Each afternoon, after Betty has done her obligatory nagging for treats, and offered a few tantalising words about what she's done at school during the day, she tells me about her latest marriage proposals.
"Billy has hurt my feelings and says he wants to marry Chloe. But anyway, Jack says he will marry me now. But Lucy says she won't be my bridesmaid, because I won't play horses with her."
And: "Robert says he won't marry me now, because he hates you, because you are always buying vacuum cleaners."
(I actually think Robert has a point – the vacuum cleaner situation in our house is a bit out of control, with one residing in a corner of almost every room in the house. In fact, they are such a dominant force that poor Betty recently had a nightmare about being chased around the house by a hoover.)
Anyway Betty talks in such detail about these conversations about weddings and babies that I wonder if they ever talk about standard five-year-old stuff like their favourite sweets, or who can pick the biggest bogey.
In fact it's got to the stage where I'm growing weary of hearing about marriage, and how many babies she and her classmates plan to have between them.
But sadly, if I don't embrace the marriage talk with Betty then there would be complete silence, so I go along with it. And it seems little Jack is now the boy of the moment – in the last week, he is all Betty has talked about.
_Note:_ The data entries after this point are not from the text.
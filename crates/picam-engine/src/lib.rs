//! Capture engine for the picam pipeline.
//!
//! This crate builds camera, encoder and preview components into a
//! session, drains encoder output on dispatch workers, and runs the video
//! and still timing state machines that decide when capture happens.

mod controls;
mod dispatch;
mod error;
mod events;
mod metrics;
mod pacing;
mod state;
mod still;
mod video;

pub use controls::{SessionControls, ABORT_INTERVAL};
pub use dispatch::{EncodedFrame, StillImage};
pub use error::{ErrorKind, PipelineError};
pub use events::EventSink;
pub use metrics::MetricsCollector;
pub use pacing::{
    still_pacer, timelapse_step, video_pacer, CapturePacer, FramePacer, Pace, SegmentCounter,
    TimelapseStep, Transition, CAMERA_SETTLE_TIME,
};
pub use state::PipelineState;
pub use still::{init_still_pipeline, StillSession};
pub use video::{init_video_pipeline, VideoSession};

/// Result type for engine operations.
pub type PipelineResult<T> = Result<T, PipelineError>;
Yesterday things went onto a whole new level when Betty told me that she and Jack planned to run away to London together (that night), and live in a pink house, with an amazing garden and a huge swimming pool with loads of rubber rings in it.
The next day, armed with the perfect excuse of chatting to Jack's very cool mum and perhaps inviting her over for coffee, I cornered her in the cloakroom. Ignoring any small talk, I cut straight to the subject of our children's plans of a future in London. "Our two seem to have such a close friendship, it's just lovely," I gushed.
However, just as I was about to explore the idea of a civil ceremony for our children, she told me in no uncertain terms that Jack was very worried by Betty's constant talk of marriage. "He doesn't want to live in a house with Betty," said Jack's mum. "He just wants to stay at home with his mum and dad."
Seeing my face turn a deep shade of crimson, Betty then bellowed: "What's wrong with your face mummy?"
I leant down to Betty and, through clenched teeth, told her that when she got home that afternoon I didn't want to hear about weddings and London, I wanted to hear about reading and conkers and bogeys.
So, not only did my budding friendship with Jack's mum take a step in the wrong direction (although I am convinced we will laugh about all this in years to come, as we gaze adoringly at our grandchildren), I am left confused about what on earth has given Betty this obsession, and also paranoid about how keen she is to leave home. I thought we'd have at least a couple more years before we had to start worrying about that.